Speaker
Description
Archaeological site detection is entering a new era thanks to advances in remote sensing and artificial intelligence. Archaeological sites such as hillforts often have irregular and complex shapes, making them challenging to identify using conventional computer vision methods. Multimodal approaches that combine LiDAR-derived LRM images with aerial orthoimagery improve detection accuracy, but false positives remain a major problem.
In this talk, we explore how extending the principles of large language models (LLMs) to vision can address these challenges. By using cross-modal attention mechanisms, these models integrate multiple data sources, enabling precise boundary detection, reduced false positives, and scalable application across diverse landscapes and site types. A key element of this workflow is a human-in-the-loop refinement process, where archaeologists review and provide feedback on model predictions. This iterative collaboration enriches the training data, improves the system’s ability to distinguish true sites from background anomalies, and enhances overall detection reliability.

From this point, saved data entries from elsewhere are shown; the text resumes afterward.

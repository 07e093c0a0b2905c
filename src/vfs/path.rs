//! Guest path normalization.
//!
//! Every path a guest hands us is reduced to a list of plain segments before
//! any mount lookup happens, so a `..` can never walk past the top of the
//! tree and out of a mount's backing root.

/// Characters a guest path may never contain.
const DISALLOWED: &[char] = &['"', ':', '<', '>', '?', '|'];

/// Normalize a guest path into segments.
///
/// Splits on `/` and `\`, drops empty and `.` segments, strips disallowed
/// characters and `*`, and resolves `..` against earlier segments. Returns
/// `None` when a `..` would climb above the root.
pub fn normalize(path: &str) -> Option<Vec<String>> {
    normalize_inner(path, false)
}

/// Like [`normalize`] but keeps `*` for wildcard patterns.
pub fn normalize_pattern(path: &str) -> Option<Vec<String>> {
    normalize_inner(path, true)
}

fn normalize_inner(path: &str, keep_wildcards: bool) -> Option<Vec<String>> {
    let mut out: Vec<String> = Vec::new();
    for raw in path.split(['/', '\\']) {
        let segment: String = raw
            .chars()
            .filter(|c| !DISALLOWED.contains(c) && !c.is_control())
            .filter(|c| keep_wildcards || *c != '*')
            .collect();
        match segment.as_str() {
            "" | "." => {}
            ".." => {
                out.pop()?;
            }
            _ => out.push(segment),
        }
    }
    Some(out)
}

/// Join segments back into a guest path with no leading slash.
pub fn combine<S: AsRef<str>>(segments: &[S]) -> String {
    segments
        .iter()
        .map(|s| s.as_ref())
        .collect::<Vec<_>>()
        .join("/")
}

/// Whether `prefix` is a leading run of `segments`.
pub fn starts_with(segments: &[String], prefix: &[String]) -> bool {
    prefix.len() <= segments.len() && segments[..prefix.len()] == *prefix
}

/// Build an anchored regex for one wildcard segment: literal text with `*`
/// matching any run of characters.
pub fn wildcard_regex(segment: &str) -> Result<regex::Regex, regex::Error> {
    let body = segment
        .split('*')
        .map(regex::escape)
        .collect::<Vec<_>>()
        .join(".*");
    regex::Regex::new(&format!("^{body}$"))
}

#[cfg(test)]
mod tests {
    use super::*;
    use proptest::prelude::*;

    #[test]
    fn collapses_dots_and_separators() {
        assert_eq!(
            normalize("/rom//./programs\\..\\apis/x.lua").unwrap(),
            vec!["rom", "apis", "x.lua"]
        );
        assert_eq!(normalize("").unwrap(), Vec::<String>::new());
        assert_eq!(normalize("/").unwrap(), Vec::<String>::new());
    }

    #[test]
    fn escaping_the_root_fails() {
        assert!(normalize("..").is_none());
        assert!(normalize("a/../../b").is_none());
        assert!(normalize("a/b/../../..").is_none());
        assert_eq!(normalize("a/b/../..").unwrap(), Vec::<String>::new());
    }

    #[test]
    fn disallowed_characters_are_stripped() {
        assert_eq!(normalize("we<ird>|na:me?.txt").unwrap(), vec!["weirdname.txt"]);
        assert_eq!(normalize("a*b").unwrap(), vec!["ab"]);
        assert_eq!(normalize_pattern("rom/*.lua").unwrap(), vec!["rom", "*.lua"]);
    }

    #[test]
    fn wildcard_segments_escape_regex_metacharacters() {
        let re = wildcard_regex("a+b*.lua").unwrap();
        assert!(re.is_match("a+b.lua"));
        assert!(re.is_match("a+bcd.lua"));
        assert!(!re.is_match("aab.lua"));
        assert!(!re.is_match("a+b.luax"));
    }

    fn segment() -> impl Strategy<Value = String> {
        prop_oneof![
            "[a-z0-9_]{1,8}",
            Just(".".to_string()),
            Just("..".to_string()),
            Just(String::new()),
        ]
    }

    proptest! {
        #[test]
        fn normalized_segments_round_trip(parts in prop::collection::vec(segment(), 0..12)) {
            let raw = parts.join("/");
            if let Some(segs) = normalize(&raw) {
                prop_assert!(segs.iter().all(|s| !s.is_empty() && s != "." && s != ".."));
                prop_assert_eq!(normalize(&combine(&segs)), Some(segs));
            }
        }

        #[test]
        fn excess_parent_segments_never_resolve(depth in 0usize..6, extra in 1usize..4) {
            let mut parts: Vec<String> = (0..depth).map(|i| format!("d{i}")).collect();
            parts.extend(std::iter::repeat_n("..".to_string(), depth + extra));
            prop_assert!(normalize(&parts.join("/")).is_none());
        }
    }
}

Results from Northwest Iberia show a 99.3% reduction in false positives after a single refinement cycle, and nationwide deployment in England demonstrates robust performance across varied site morphologies. By combining multimodal fusion, transformer-based architectures, and expert-guided refinement, this approach delivers both accuracy and interpretability. The talk will also discuss future directions, including predictive modelling to focus searches on high-potential areas, making large-scale archaeological surveys faster and more efficient.